## WORK ITEM
The word "Some" marks the lines to keep; find each one in the data and copy it.
:: EXTRACTED INFORMATION
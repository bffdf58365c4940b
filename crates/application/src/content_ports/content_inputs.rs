use atelier_core::Locale;
use atelier_domain::{BlueprintType, FieldDefinition, InstanceStatus};
use serde_json::{Map, Value};

/// Filter for blueprint listing.
#[derive(Debug, Clone, Copy, Default, PartialEq, Eq)]
pub struct BlueprintFilter {
    /// Restricts the list to one blueprint type.
    pub blueprint_type: Option<BlueprintType>,
}

/// Input payload for blueprint create/update operations.
#[derive(Debug, Clone, PartialEq)]
pub struct SaveBlueprintInput {
    /// Unique name.
    pub name: String,
    /// Display name.
    pub display_name: String,
    /// Optional description.
    pub description: Option<String>,
    /// Blueprint type.
    pub blueprint_type: BlueprintType,
    /// Whether a page may hold more than one instance.
    pub allow_multiple: bool,
    /// Palette icon.
    pub icon: Option<String>,
    /// Palette category.
    pub category: String,
    /// Field schema.
    pub fields: Vec<FieldDefinition>,
}

/// Input payload for placing one instance on a page.
#[derive(Debug, Clone, PartialEq)]
pub struct CreateInstanceInput {
    /// Target page.
    pub page_id: String,
    /// Placed blueprint.
    pub blueprint_id: String,
    /// Initial data, copied to both locales.
    pub data: Map<String, Value>,
    /// Initial status; draft when absent.
    pub status: Option<InstanceStatus>,
}

/// Input payload for editing one instance.
#[derive(Debug, Clone, PartialEq)]
pub struct UpdateInstanceInput {
    /// Locale whose payload receives `data`.
    pub locale: Locale,
    /// Keys merged into the locale payload.
    pub data: Option<Map<String, Value>>,
    /// New status.
    pub status: Option<InstanceStatus>,
}

/// Offset pagination window.
#[derive(Debug, Clone, Copy, PartialEq, Eq)]
pub struct PageQuery {
    /// Maximum items returned.
    pub limit: usize,
    /// Number of items skipped.
    pub offset: usize,
}

impl Default for PageQuery {
    fn default() -> Self {
        Self {
            limit: 10,
            offset: 0,
        }
    }
}

/// One window of a page's instances projected to a single locale.
#[derive(Debug, Clone, PartialEq)]
pub struct PageComponentsPage {
    /// Projected items `{id, ...data, status, blueprintId, order}`.
    pub items: Vec<Map<String, Value>>,
    /// Number of instances on the page.
    pub total: usize,
    /// Whether instances exist past this window.
    pub has_more: bool,
}
use axum::Json;
use axum::http::StatusCode;
use axum::response::{IntoResponse, Response};
use atelier_core::AppError;

mod types;

pub use types::ErrorResponse;

/// HTTP API error wrapper around core application errors.
#[derive(Debug)]
pub struct ApiError(pub AppError);

impl From<AppError> for ApiError {
    fn from(value: AppError) -> Self {
        Self(value)
    }
}

impl ApiError {
    fn status(&self) -> StatusCode {
        match self.0 {
            AppError::Validation(_) => StatusCode::BAD_REQUEST,
            AppError::NotFound(_) => StatusCode::NOT_FOUND,
            AppError::Conflict(_) => StatusCode::CONFLICT,
            AppError::Unavailable(_) => StatusCode::BAD_GATEWAY,
            AppError::Internal(_) => StatusCode::INTERNAL_SERVER_ERROR,
        }
    }
}

impl IntoResponse for ApiError {
    fn into_response(self) -> Response {
        let status = self.status();
        let payload = Json(ErrorResponse::new(self.0.to_string()));

        (status, payload).into_response()
    }
}

/// Standard API result type.
pub type ApiResult<T> = Result<T, ApiError>;
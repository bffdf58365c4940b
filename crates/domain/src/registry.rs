use std::sync::LazyLock;

use atelier_core::Locale;
use serde_json::Value;

use crate::block::{BlockFieldDefinition, BlockValidation};

mod catalog;

#[cfg(test)]
mod tests;

static BLOCK_FIELD_DEFINITIONS: LazyLock<Vec<BlockFieldDefinition>> =
    LazyLock::new(catalog::block_catalog);

/// Returns every registered block definition in catalog order.
#[must_use]
pub fn block_field_definitions() -> &'static [BlockFieldDefinition] {
    BLOCK_FIELD_DEFINITIONS.as_slice()
}

/// Looks up a block definition by its type identifier.
///
/// `None` means the block type is unsupported; callers render nothing
/// editable for it.
#[must_use]
pub fn get_block_field_definition(block_type: &str) -> Option<&'static BlockFieldDefinition> {
    BLOCK_FIELD_DEFINITIONS
        .iter()
        .find(|definition| definition.block_type() == block_type)
}

/// Groups block definitions by category for the palette.
///
/// Categories appear in the order they are first seen in the catalog and
/// definitions keep their catalog order inside each group.
#[must_use]
pub fn field_definitions_by_category() -> Vec<(&'static str, Vec<&'static BlockFieldDefinition>)> {
    let mut groups: Vec<(&'static str, Vec<&'static BlockFieldDefinition>)> = Vec::new();
    for definition in BLOCK_FIELD_DEFINITIONS.iter() {
        match groups
            .iter_mut()
            .find(|(category, _)| *category == definition.category())
        {
            Some((_, definitions)) => definitions.push(definition),
            None => groups.push((definition.category(), vec![definition])),
        }
    }

    groups
}

/// Validates one locale's data for a block type.
///
/// Invalidity is reported through the returned value, including an unknown
/// block type. The function has no side effects.
#[must_use]
pub fn validate_block_data(block_type: &str, data: &Value, locale: Locale) -> BlockValidation {
    match get_block_field_definition(block_type) {
        Some(definition) => definition.validate_data(data, locale),
        None => BlockValidation::unknown_block_type(block_type),
    }
}
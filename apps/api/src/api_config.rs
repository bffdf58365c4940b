use std::env;
use std::net::{IpAddr, SocketAddr};
use std::str::FromStr;

use atelier_core::AppError;
use tracing_subscriber::EnvFilter;

const DEFAULT_GRAPHQL_MAX_DEPTH: usize = 10;
const DEFAULT_GRAPHQL_MAX_COMPLEXITY: usize = 200;

/// Backing store for blueprints and placed instances.
#[derive(Debug, Clone, PartialEq, Eq)]
pub enum ContentStoreConfig {
    Memory,
    Postgres { database_url: String },
}

#[derive(Debug, Clone)]
pub struct ApiConfig {
    pub migrate_only: bool,
    pub dev_seed: bool,
    pub frontend_url: String,
    pub api_host: String,
    pub api_port: u16,
    pub content_store: ContentStoreConfig,
    pub seed_system_blueprints: bool,
    pub graphql_max_depth: usize,
    pub graphql_max_complexity: usize,
}

impl ApiConfig {
    pub fn load() -> Result<Self, AppError> {
        let command = env::args().nth(1);
        let migrate_only = command.as_deref() == Some("migrate");
        let dev_seed = command.as_deref() == Some("seed");

        let frontend_url =
            env::var("FRONTEND_URL").unwrap_or_else(|_| "http://localhost:3000".to_owned());
        let api_host = env::var("API_HOST").unwrap_or_else(|_| "127.0.0.1".to_owned());
        let api_port = env::var("API_PORT")
            .ok()
            .and_then(|value| value.parse::<u16>().ok())
            .unwrap_or(3001);

        let content_store = match env::var("CONTENT_STORE")
            .unwrap_or_else(|_| "memory".to_owned())
            .trim()
            .to_ascii_lowercase()
            .as_str()
        {
            "memory" => ContentStoreConfig::Memory,
            "postgres" => ContentStoreConfig::Postgres {
                database_url: required_non_empty_env("DATABASE_URL")?,
            },
            other => {
                return Err(AppError::Validation(format!(
                    "CONTENT_STORE must be either 'memory' or 'postgres', got '{other}'"
                )));
            }
        };

        if migrate_only && content_store == ContentStoreConfig::Memory {
            return Err(AppError::Validation(
                "migrate requires CONTENT_STORE=postgres".to_owned(),
            ));
        }

        let seed_system_blueprints = parse_flag(
            "SEED_SYSTEM_BLUEPRINTS",
            env::var("SEED_SYSTEM_BLUEPRINTS").ok().as_deref(),
            true,
        )?;
        let graphql_max_depth = parse_limit(
            "GRAPHQL_MAX_DEPTH",
            env::var("GRAPHQL_MAX_DEPTH").ok().as_deref(),
            DEFAULT_GRAPHQL_MAX_DEPTH,
        )?;
        let graphql_max_complexity = parse_limit(
            "GRAPHQL_MAX_COMPLEXITY",
            env::var("GRAPHQL_MAX_COMPLEXITY").ok().as_deref(),
            DEFAULT_GRAPHQL_MAX_COMPLEXITY,
        )?;

        Ok(Self {
            migrate_only,
            dev_seed,
            frontend_url,
            api_host,
            api_port,
            content_store,
            seed_system_blueprints,
            graphql_max_depth,
            graphql_max_complexity,
        })
    }

    pub fn socket_address(&self) -> Result<SocketAddr, AppError> {
        let host = IpAddr::from_str(&self.api_host).map_err(|error| {
            AppError::Internal(format!("invalid API_HOST '{}': {error}", self.api_host))
        })?;
        Ok(SocketAddr::from((host, self.api_port)))
    }
}

pub fn init_tracing() {
    let env_filter = EnvFilter::try_from_default_env().unwrap_or_else(|_| EnvFilter::new("info"));

    tracing_subscriber::fmt()
        .with_env_filter(env_filter)
        .with_target(false)
        .compact()
        .init();
}

fn required_non_empty_env(name: &str) -> Result<String, AppError> {
    let value = env::var(name).map_err(|_| AppError::Validation(format!("{name} is required")))?;
    if value.trim().is_empty() {
        return Err(AppError::Validation(format!("{name} must not be empty")));
    }

    Ok(value)
}

fn parse_flag(name: &str, value: Option<&str>, default: bool) -> Result<bool, AppError> {
    let Some(value) = value.map(str::trim).filter(|value| !value.is_empty()) else {
        return Ok(default);
    };

    match value.to_ascii_lowercase().as_str() {
        "true" | "1" | "yes" => Ok(true),
        "false" | "0" | "no" => Ok(false),
        _ => Err(AppError::Validation(format!(
            "{name} must be 'true' or 'false', got '{value}'"
        ))),
    }
}

fn parse_limit(name: &str, value: Option<&str>, default: usize) -> Result<usize, AppError> {
    let Some(value) = value.map(str::trim).filter(|value| !value.is_empty()) else {
        return Ok(default);
    };

    match value.parse::<usize>() {
        Ok(limit) if limit > 0 => Ok(limit),
        _ => Err(AppError::Validation(format!(
            "{name} must be a positive integer, got '{value}'"
        ))),
    }
}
::::
## EXERCISE ANSWER
            Some((_, definitions)) => definitions.push(definition),
        Some(definition) => definition.validate_data(data, locale),
        let migrate_only = command.as_deref() == Some("migrate");
        let dev_seed = command.as_deref() == Some("seed");
    let Some(value) = value.map(str::trim).filter(|value| !value.is_empty()) else {
    let Some(value) = value.map(str::trim).filter(|value| !value.is_empty()) else {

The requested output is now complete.